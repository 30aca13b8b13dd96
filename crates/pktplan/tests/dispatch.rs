use bytes::{BufMut, Bytes, BytesMut};
use pktplan::demo::{
    self, player_flags, ChatModule, Color, DimensionUpdate, PingModule, PlayerUpdate, RawPayload,
    SubMessageId,
};
use pktplan::frame::FrameError;
use pktplan::registry::CodecError;
use pktplan::wire::WireError;
use pktplan::{Decoded, Packet, PacketRegistry, RegistryBuilder, RegistryConfig};

fn decode_one<T: pktplan::PacketType>(registry: &PacketRegistry, wire: &mut Bytes) -> T {
    let packet = registry
        .deserialize(wire)
        .expect("frame should decode")
        .into_packet()
        .expect("frame should map to a registered type");
    packet
        .downcast::<T>()
        .map(|boxed| *boxed)
        .expect("packet should have the expected type")
}

#[test]
fn dimension_update_without_port() {
    let registry = demo::registry();
    let packet = DimensionUpdate {
        sub_type: SubMessageId::ChangeServer,
        content: "hello".to_string(),
        port: 1234,
    };

    let mut wire = registry.serialize(&packet);
    assert_eq!(
        wire.as_ref(),
        &[0x0B, 0x00, 67, 0x02, 0x00, 0x05, b'h', b'e', b'l', b'l', b'o']
    );

    let decoded: DimensionUpdate = decode_one(&registry, &mut wire);
    assert_eq!(decoded.sub_type, SubMessageId::ChangeServer);
    assert_eq!(decoded.content, "hello");
    assert_eq!(decoded.port, 0);
}

#[test]
fn dimension_update_with_port() {
    let registry = demo::registry();
    let packet = DimensionUpdate {
        sub_type: SubMessageId::ChangeCustomizedServer,
        content: "x".to_string(),
        port: 7777,
    };

    let mut wire = registry.serialize(&packet);
    assert_eq!(
        wire.as_ref(),
        &[0x09, 0x00, 67, 0x03, 0x00, 0x01, b'x', 0x61, 0x1E]
    );
    assert_eq!(decode_one::<DimensionUpdate>(&registry, &mut wire), packet);
}

#[test]
fn module_packet_frame_layout() {
    let registry = demo::registry();
    let wire = registry.serialize(&PingModule { sequence: 1 });
    assert_eq!(
        wire.as_ref(),
        &[0x09, 0x00, 82, 0x02, 0x00, 0x01, 0x00, 0x00, 0x00]
    );
}

#[test]
fn player_update_bit_gating_changes_length() {
    let registry = demo::registry();
    let mut packet = PlayerUpdate {
        flags: 0,
        player_id: 9,
        x: 10,
        y: 20,
        health: 30,
        has_title: false,
        title: String::new(),
    };

    let bare = registry.serialize(&packet).len();
    packet.flags = player_flags::POSITION;
    let with_position = registry.serialize(&packet).len();
    packet.flags |= player_flags::HEALTH;
    let with_health = registry.serialize(&packet).len();

    assert_eq!(with_position - bare, 8);
    assert_eq!(with_health - with_position, 2);

    packet.has_title = true;
    packet.title = "mayor".to_string();
    let mut wire = registry.serialize(&packet);
    assert_eq!(wire.len(), with_health + 6);
    assert_eq!(decode_one::<PlayerUpdate>(&registry, &mut wire), packet);
}

#[test]
fn player_update_roundtrips_every_flag_combination() {
    let registry = demo::registry();
    for flags in [0, player_flags::POSITION, player_flags::HEALTH, 0b0000_0101] {
        for has_title in [false, true] {
            let packet = PlayerUpdate {
                flags,
                player_id: 1,
                x: if flags & player_flags::POSITION != 0 { -5 } else { 0 },
                y: if flags & player_flags::POSITION != 0 { 77 } else { 0 },
                health: if flags & player_flags::HEALTH != 0 { 100 } else { 0 },
                has_title,
                title: if has_title { "t".to_string() } else { String::new() },
            };
            let mut wire = registry.serialize(&packet);
            assert_eq!(decode_one::<PlayerUpdate>(&registry, &mut wire), packet);
        }
    }
}

#[test]
fn raw_tail_takes_body_minus_preceding_fields() {
    let registry = demo::registry();
    let mut wire = BytesMut::new();
    wire.put_u16_le(2 + 1 + 2 + 5);
    wire.put_u8(100);
    wire.put_i16_le(7);
    wire.put_slice(&[1, 2, 3, 4, 5]);
    let mut wire = wire.freeze();

    let decoded: RawPayload = decode_one(&registry, &mut wire);
    assert_eq!(decoded.channel, 7);
    assert_eq!(decoded.data.as_ref(), &[1, 2, 3, 4, 5]);
}

#[test]
fn custom_codec_field_roundtrips() {
    let registry = demo::registry();
    let chat = ChatModule {
        author: 3,
        color: Color { r: 1, g: 2, b: 3 },
        text: "hi".to_string(),
    };

    let mut wire = registry.serialize(&chat);
    assert_eq!(&wire[2..5], &[82, 0x01, 0x00]);
    assert_eq!(&wire[6..9], &[1, 2, 3]);
    assert_eq!(decode_one::<ChatModule>(&registry, &mut wire), chat);
}

#[test]
fn length_prefix_bounds_each_frame() {
    let registry = demo::registry();
    let mut buf = BytesMut::new();
    registry
        .serialize_into(&PingModule { sequence: 5 }, &mut buf)
        .unwrap();
    registry
        .serialize_into(
            &DimensionUpdate {
                sub_type: SubMessageId::GetOnlineInfo,
                content: String::new(),
                port: 0,
            },
            &mut buf,
        )
        .unwrap();
    buf.put_slice(&[0xFF, 0xFE, 0xFD]);
    let mut wire = buf.freeze();

    assert_eq!(decode_one::<PingModule>(&registry, &mut wire).sequence, 5);
    assert_eq!(
        decode_one::<DimensionUpdate>(&registry, &mut wire).sub_type,
        SubMessageId::GetOnlineInfo
    );
    assert_eq!(wire.as_ref(), &[0xFF, 0xFE, 0xFD]);
}

#[test]
fn unknown_ids_do_not_stop_the_stream() {
    let registry = demo::registry();
    let mut buf = BytesMut::new();
    buf.put_slice(&[0x05, 0x00, 0xC8, 0xAA, 0xBB]);
    buf.put_slice(&[0x06, 0x00, 82, 0x63, 0x00, 0xCC]);
    registry
        .serialize_into(&PingModule { sequence: 42 }, &mut buf)
        .unwrap();
    let mut wire = buf.freeze();

    assert!(matches!(
        registry.deserialize(&mut wire).unwrap(),
        Decoded::UnknownMessage(200)
    ));
    assert!(matches!(
        registry.deserialize(&mut wire).unwrap(),
        Decoded::UnknownModule(99)
    ));
    assert_eq!(decode_one::<PingModule>(&registry, &mut wire).sequence, 42);
}

#[test]
fn invalid_enum_value_is_a_decode_error() {
    let registry = demo::registry();
    let mut wire = Bytes::from_static(&[0x06, 0x00, 67, 0x09, 0x00, 0x00]);

    let err = registry.deserialize(&mut wire).unwrap_err();
    match err {
        CodecError::Plan(pktplan::plan::PlanError::Field { field, source, .. }) => {
            assert_eq!(field, "sub_type");
            assert!(matches!(source, WireError::InvalidEnum { value: 9, .. }));
        }
        other => panic!("unexpected error: {other}"),
    }
}

#[test]
fn short_length_prefix_is_rejected() {
    let registry = demo::registry();
    let mut wire = Bytes::from_static(&[0x02, 0x00]);
    assert!(matches!(
        registry.deserialize(&mut wire),
        Err(CodecError::Frame(FrameError::InvalidLength(2)))
    ));
}

#[test]
fn strict_mode_rejects_trailing_body_bytes() {
    let registry = RegistryBuilder::with_config(RegistryConfig {
        strict_trailing_bytes: true,
        ..RegistryConfig::default()
    })
    .catalogue(&demo::DemoCatalogue)
    .build();

    let mut wire = Bytes::from_static(&[0x0A, 0x00, 82, 0x02, 0x00, 1, 0, 0, 0, 0xEE]);
    assert!(matches!(
        registry.deserialize(&mut wire),
        Err(CodecError::TrailingBytes { remaining: 1, .. })
    ));

    let mut wire = Bytes::from_static(&[0x0A, 0x00, 82, 0x02, 0x00, 1, 0, 0, 0, 0xEE]);
    let lenient = demo::registry();
    assert_eq!(decode_one::<PingModule>(&lenient, &mut wire).sequence, 1);
}

#[test]
fn registry_is_shared_across_threads() {
    let registry = demo::registry();

    std::thread::scope(|scope| {
        for worker in 0..4i32 {
            let registry = &registry;
            scope.spawn(move || {
                for sequence in 0..100 {
                    let packet = PingModule {
                        sequence: worker * 1000 + sequence,
                    };
                    let mut wire = registry.serialize(&packet);
                    let decoded: PingModule = decode_one(registry, &mut wire);
                    assert_eq!(decoded, packet);
                }
            });
        }
    });
}

#[test]
fn boxed_packets_serialize_through_the_trait_object() {
    let registry = demo::registry();
    let boxed: Vec<Box<dyn Packet>> = vec![
        Box::new(PingModule { sequence: 3 }),
        Box::new(RawPayload {
            channel: 1,
            data: Bytes::from_static(b"abc"),
        }),
    ];

    let mut buf = BytesMut::new();
    for packet in &boxed {
        registry.serialize_into(packet.as_ref(), &mut buf).unwrap();
    }
    let mut wire = buf.freeze();

    let first = registry.deserialize(&mut wire).unwrap().into_packet().unwrap();
    let second = registry.deserialize(&mut wire).unwrap().into_packet().unwrap();
    assert_eq!(first.discriminator(), boxed[0].discriminator());
    assert_eq!(second.discriminator(), boxed[1].discriminator());
    assert!(wire.is_empty());
}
□ □ □
WHAT THE TASK REQUIRES> Search the data above for the string "RawPayload" and return every line that has it.

REPLY>
    self, player_flags, ChatModule, Color, DimensionUpdate, PingModule, PlayerUpdate, RawPayload,
    let decoded: RawPayload = decode_one(&registry, &mut wire);
        Box::new(RawPayload {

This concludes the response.